USG weathered a particularly sharp downturn in the Dutch sports market last year. Although the group refused to divulge sales figures, it indicated that its wholesale business had grown strongly owing to new distribution deals, with particularly impressive expansion in Germany. In the last two years it has obtained or extended deals with brands from Le Coq Sportif to Ellesse, Helly Hansen and Champion.
The Dutch group has altered its organization to deal with the growth, splitting its brands into sports, lifestyle and outdoor categories and giving each of them the resources to deploy more focused sales and marketing strategies. Furthermore, USG is preparing to open offices or showrooms in several countries beyond the Benelux countries and Germany, where it is already established. As reported in our previous issue, it considerably widened the scope of its wholesale business again earlier this month by obtaining licensing rights for Pantofola d’Oro in a dollop of markets outside its usual remit of the Benelux and German-speaking markets.
Meanwhile, USG’s retail segment, consisting of the Perry Sport, Aktiesport, Time Out and Primo banners, slightly lifted its sales for the year, against a turnover of nearly €243 million in 2008. The group saw fewer customers in its stores but improved its conversion rate and increased its store count, albeit by just one store.
Perry Sport, USG’s most performance-oriented banner, benefited most from the cold weather, both at the beginning and at the end of the year, which triggered huge sales of skating-related products in the Netherlands. Perry saw an upswing in sales of ski, outdoor, camping, fitness and running products. Its comparable sales increased slightly, and six store openings pushed sales further above their level of €121 million in 2008.
The retailer ended the year with 57 stores including two stores under the Perry for Women banner. USG had previously launched a trial under the Sport and Eve banner, but decided to switch to a women-specific store name using the Perry brand. It has two women’s stores so far, in Nijmegen and Haarlem, and intends to open up to 20 of them in the mid-term. Perry for Women stores are about 300 square meters, compared with an average of more than 800 square meters for standard Perry Sport stores.
Aktiesport, the group’s more price-aggressive store format, couldn’t take advantage of the cold weather to the same extent, as it concentrates on less-technical products. Its comparable sales were slightly down but it ended the year with a turnover just above the €94.5 million reported in 2008, due to 10 store openings.
Aktiesport ended the year with 160 stores, and it also inaugurated a new concept, Aktiesport XL. Not quite like the sports megastores that have proliferated in the Netherlands in the last years, the two Aktiesport XL stores in Amsterdam and Rotterdam are about 500 square meters, but this is still much larger than the average of between 150 and 200 square meters for standard Aktiesport stores.

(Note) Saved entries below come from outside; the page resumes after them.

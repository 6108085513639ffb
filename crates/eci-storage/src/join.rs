//! Inner join of the internal and external tables on `(model_name, prompt_id)`.

use std::collections::BTreeMap;

use eci_analysis::WindowSpec;
use eci_core::errors::StorageError;
use eci_core::types::{ExternalWindow, OutcomeLabel, SequenceRecord};

use crate::tables::{ExternalRow, InternalRow, RecordedEci};

/// Records and labels ready for a cohort run.
#[derive(Debug, Clone, Default)]
pub struct JoinedCohort {
    /// Every internal row; sequences without a label still feed the
    /// descriptive statistics.
    pub records: Vec<SequenceRecord>,
    /// Labels of sequences present in both tables.
    pub labels: Vec<OutcomeLabel>,
    /// Stored ECI values keyed by `(model_name, prompt_id)`.
    pub recorded: BTreeMap<(String, String), RecordedEci>,
    /// External rows with no internal counterpart.
    pub orphan_labels: Vec<(String, String)>,
}

impl JoinedCohort {
    pub fn unlabelled_count(&self) -> usize {
        self.records.len() - self.labels.len()
    }
}

/// Join the two tables.
///
/// A matched row's external lists become the record's external series, using
/// the internal window bounds. A delta-I list one shorter than the others is
/// taken to omit the first window. Mismatched series lengths are left for
/// record validation to reject per sequence.
pub fn join_tables(
    internal: Vec<InternalRow>,
    external: Vec<ExternalRow>,
    windows: &WindowSpec,
) -> Result<JoinedCohort, StorageError> {
    let mut by_key: BTreeMap<(String, String), ExternalRow> = external
        .into_iter()
        .map(|row| {
            let key = (row.label.model_name.clone(), row.label.prompt_id.clone());
            (key, row)
        })
        .collect();

    let mut cohort = JoinedCohort::default();
    for row in internal {
        let key = (row.meta.model_name.clone(), row.meta.prompt_id.clone());
        let mut record = SequenceRecord::new(row.meta, row.internal);

        if let Some(ext) = by_key.remove(&key) {
            if ext.has_series() {
                record.external = external_series(&record, &ext, windows);
            }
            cohort.labels.push(ext.label);
        }
        cohort.recorded.insert(key, row.recorded);
        cohort.records.push(record);
    }
    cohort.orphan_labels = by_key.into_keys().collect();

    if cohort.labels.is_empty() {
        return Err(StorageError::EmptyJoin);
    }
    if !cohort.orphan_labels.is_empty() {
        tracing::warn!(
            orphans = cohort.orphan_labels.len(),
            "external rows without internal metrics ignored"
        );
    }
    tracing::info!(
        records = cohort.records.len(),
        labelled = cohort.labels.len(),
        "joined metric tables"
    );
    Ok(cohort)
}

fn external_series(
    record: &SequenceRecord,
    ext: &ExternalRow,
    windows: &WindowSpec,
) -> Vec<ExternalWindow> {
    let deltas = ext.delta_i.len();
    let (n, delta_offset) = match ext.ngram_novelty.len().max(ext.char_entropy.len()) {
        0 if deltas + 1 == record.internal.len() => (record.internal.len(), 1),
        0 => (deltas, 0),
        m => (m, usize::from(deltas + 1 == m)),
    };

    let bounds = if n == record.internal.len() {
        record.internal.iter().map(|w| w.bounds).collect()
    } else {
        windows.implied_bounds(n)
    };

    (0..n)
        .map(|w| ExternalWindow {
            bounds: bounds[w],
            delta_i: w
                .checked_sub(delta_offset)
                .and_then(|i| ext.delta_i.get(i).copied().flatten()),
            ngram_novelty: ext.ngram_novelty.get(w).copied().unwrap_or(f64::NAN),
            char_entropy: ext.char_entropy.get(w).copied().unwrap_or(f64::NAN),
        })
        .collect()
}
//! EciErrorCode trait for structured error reporting.

/// Every error enum implements this to expose a stable code string that
/// report consumers can match on without parsing messages.
pub trait EciErrorCode {
    /// Returns the error code string (e.g., "DEGENERATE_WINDOW").
    fn error_code(&self) -> &'static str;

    /// Returns the formatted string: `[ERROR_CODE] message`.
    fn coded_string(&self) -> String
    where
        Self: std::fmt::Display,
    {
        format!("[{}] {}", self.error_code(), self)
    }
}

pub const EMPTY_SEQUENCE: &str = "EMPTY_SEQUENCE";
pub const INVALID_SHAPE: &str = "INVALID_SHAPE";
pub const DEGENERATE_WINDOW: &str = "DEGENERATE_WINDOW";
pub const SERIES_MISALIGNED: &str = "SERIES_MISALIGNED";
pub const IRREGULAR_WINDOWS: &str = "IRREGULAR_WINDOWS";
pub const INSUFFICIENT_WINDOWS: &str = "INSUFFICIENT_WINDOWS";
pub const DIMENSION_MISMATCH: &str = "DIMENSION_MISMATCH";
pub const INSUFFICIENT_CLASSES: &str = "INSUFFICIENT_CLASSES";
pub const INVALID_SCORE: &str = "INVALID_SCORE";
pub const DEGENERATE_BOOTSTRAP: &str = "DEGENERATE_BOOTSTRAP";
pub const INVALID_PARAMETER: &str = "INVALID_PARAMETER";
pub const SCHEMA_VALIDATION: &str = "SCHEMA_VALIDATION";
pub const STORAGE_ERROR: &str = "STORAGE_ERROR";
pub const CONFIG_ERROR: &str = "CONFIG_ERROR";
pub const EXCESSIVE_EXCLUSIONS: &str = "EXCESSIVE_EXCLUSIONS";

Furthermore, Henk Knevel was appointed chief commercial officer (CCO) at Aktiesport. In the USG group’s retail organization, the management of each banner is divided between a CCO and a financial officer. Knevel previously held the same position at Primo, USG’s Belgian banner. He was replaced there by Stephan Goeman, former general manager of H&M in Belgium and Luxembourg. Knevel himself replaced Edwin Wielinga, who has left the company.

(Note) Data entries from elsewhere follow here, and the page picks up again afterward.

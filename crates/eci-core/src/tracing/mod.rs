//! Observability for the ECI workspace.
//! `tracing` crate with `EnvFilter`, per-subsystem log levels.

pub mod setup;

pub use setup::{init_tracing, DEFAULT_FILTER, LOG_ENV_VAR};
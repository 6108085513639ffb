//! Evaluation engine configuration.

use serde::{Deserialize, Serialize};

use crate::constants::{
    BOOTSTRAP_N_RESAMPLES, CALIBRATION_N_BINS, DEFAULT_CONFIDENCE_LEVEL,
    DEFAULT_MAX_DEGENERATE_FRACTION, DEFAULT_SEED, DEFAULT_SIGMOID_SCALE,
};

/// Calibration binning strategy.
#[derive(Debug, Clone, Copy, Serialize, Deserialize, Default, PartialEq, Eq)]
#[serde(rename_all = "snake_case")]
pub enum CalibrationBinning {
    /// Fixed-width bins over [0, 1].
    #[default]
    Uniform,
    /// Bins holding roughly equal numbers of predictions.
    Quantile,
}

#[derive(Debug, Clone, Serialize, Deserialize, Default, PartialEq)]
#[serde(default)]
pub struct EvaluationConfig {
    /// Seed for bootstrap resampling. Default: 42.
    pub seed: Option<u64>,
    /// Bootstrap iteration count. Default: 1000.
    pub bootstrap_iterations: Option<usize>,
    /// Confidence level of percentile intervals. Default: 0.95.
    pub confidence_level: Option<f64>,
    /// Maximum fraction of single-class resamples. Default: 0.05.
    pub max_degenerate_fraction: Option<f64>,
    /// Calibration bin count. Default: 10.
    pub calibration_bins: Option<usize>,
    /// Default: uniform.
    pub calibration_binning: Option<CalibrationBinning>,
    /// Slope applied to failure scores before the sigmoid. Default: 10.
    pub sigmoid_scale: Option<f64>,
}

impl EvaluationConfig {
    pub fn effective_seed(&self) -> u64 {
        self.seed.unwrap_or(DEFAULT_SEED)
    }

    pub fn effective_bootstrap_iterations(&self) -> usize {
        self.bootstrap_iterations.unwrap_or(BOOTSTRAP_N_RESAMPLES)
    }

    pub fn effective_confidence_level(&self) -> f64 {
        self.confidence_level.unwrap_or(DEFAULT_CONFIDENCE_LEVEL)
    }

    pub fn effective_max_degenerate_fraction(&self) -> f64 {
        self.max_degenerate_fraction
            .unwrap_or(DEFAULT_MAX_DEGENERATE_FRACTION)
    }

    pub fn effective_calibration_bins(&self) -> usize {
        self.calibration_bins.unwrap_or(CALIBRATION_N_BINS)
    }

    pub fn effective_calibration_binning(&self) -> CalibrationBinning {
        self.calibration_binning.unwrap_or_default()
    }

    pub fn effective_sigmoid_scale(&self) -> f64 {
        self.sigmoid_scale.unwrap_or(DEFAULT_SIGMOID_SCALE)
    }
}
//! Sliding-window configuration shared by the spectral and text metrics.

use serde::{Deserialize, Serialize};

use crate::constants::{DEFAULT_STRIDE, DEFAULT_WINDOW_LENGTH};

/// Window length and stride. One value feeds both metric families so the
/// internal and external series always share boundaries.
#[derive(Debug, Clone, Serialize, Deserialize, Default, PartialEq, Eq)]
#[serde(default)]
pub struct WindowingConfig {
    /// Window length in tokens. Default: 128.
    pub window_length: Option<usize>,
    /// Stride between window starts in tokens. Default: 64.
    pub stride: Option<usize>,
}

impl WindowingConfig {
    pub fn effective_window_length(&self) -> usize {
        self.window_length.unwrap_or(DEFAULT_WINDOW_LENGTH)
    }

    pub fn effective_stride(&self) -> usize {
        self.stride.unwrap_or(DEFAULT_STRIDE)
    }
}
//! Evaluation result types. All serialize into `report.json`.

use serde::Serialize;

/// One ROC operating point. The first point has an infinite threshold.
#[derive(Debug, Clone, Copy, PartialEq, Serialize)]
pub struct RocPoint {
    pub threshold: f64,
    pub fpr: f64,
    pub tpr: f64,
}

#[derive(Debug, Clone, PartialEq, Serialize)]
pub struct RocCurve {
    pub points: Vec<RocPoint>,
    pub auc: f64,
}

#[derive(Debug, Clone, Copy, PartialEq, Serialize)]
pub struct PrPoint {
    pub threshold: f64,
    pub precision: f64,
    pub recall: f64,
}

#[derive(Debug, Clone, PartialEq, Serialize)]
pub struct PrCurve {
    pub points: Vec<PrPoint>,
    pub average_precision: f64,
    /// Positive rate; the average precision of an uninformative score.
    pub prevalence: f64,
}

/// A non-empty calibration bin.
#[derive(Debug, Clone, Copy, PartialEq, Serialize)]
pub struct CalibrationBin {
    pub lower: f64,
    pub upper: f64,
    pub mean_predicted: f64,
    pub observed_fraction: f64,
    pub count: usize,
}

#[derive(Debug, Clone, PartialEq, Serialize)]
pub struct CalibrationCurve {
    pub bins: Vec<CalibrationBin>,
    pub brier_score: f64,
    pub expected_calibration_error: f64,
}

/// Two-sided percentile interval.
#[derive(Debug, Clone, Copy, PartialEq, Serialize)]
pub struct ConfidenceInterval {
    pub lower: f64,
    pub upper: f64,
    pub level: f64,
}

impl ConfidenceInterval {
    pub fn contains(&self, value: f64) -> bool {
        self.lower <= value && value <= self.upper
    }

    pub fn width(&self) -> f64 {
        self.upper - self.lower
    }
}

/// Point estimate plus bootstrap interval for one statistic.
#[derive(Debug, Clone, PartialEq, Serialize)]
pub struct BootstrapResult {
    pub statistic: &'static str,
    pub point_estimate: f64,
    pub ci: ConfidenceInterval,
    pub iterations: usize,
    pub seed: u64,
    pub valid_iterations: usize,
    /// Resamples dropped because they held a single outcome class.
    pub dropped: usize,
}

Time Out Sport, the sports lifestyle banner acquired by the USG group three years ago, was more strongly affected by the sharp downturn in the Dutch fashion and footwear market. Its comparable sales were slightly down but they ended the year much lower due to the divestment of 13 stores, which were either closed down or transformed into other banners, as part of USG’s strategy to turn Time Out into a full franchise. Time Out Sport ended the year with 26 stores, all of them franchises.
As for Primo, it fully benefited from the cold weather in Belgium. Its comparable sales were up slightly and it ended the year with a turnover a little higher than the €27 million reported for 2008. This increase was achieved in spite of two store closures, so that Primo ended the year with 31 stores. This sales hike has enabled Primo to strengthen its market share, since the Belgian market is thought to have declined by about 3 to 4 percent for the year. The market saw yet more concentration at the hands of Décathlon and Sports Direct.
At the end of last year, the group’s board was strengthened with Michel Escribano. He formerly headed USG’s lifestyle and fashion division and was appointed managing director of all brands. The position was previously filled by Pascal Kouwenhoven, who has become strategic marketing director. Along the same lines, the group appointed Len Langenberg as its non-executive strategic business development officer. He was previously joint chief executive with Jos Gillebaard, who remains at the helm by himself. Both Gillebaard and Langenberg are leading shareholders in the group, which is further backed by Bencis Capital.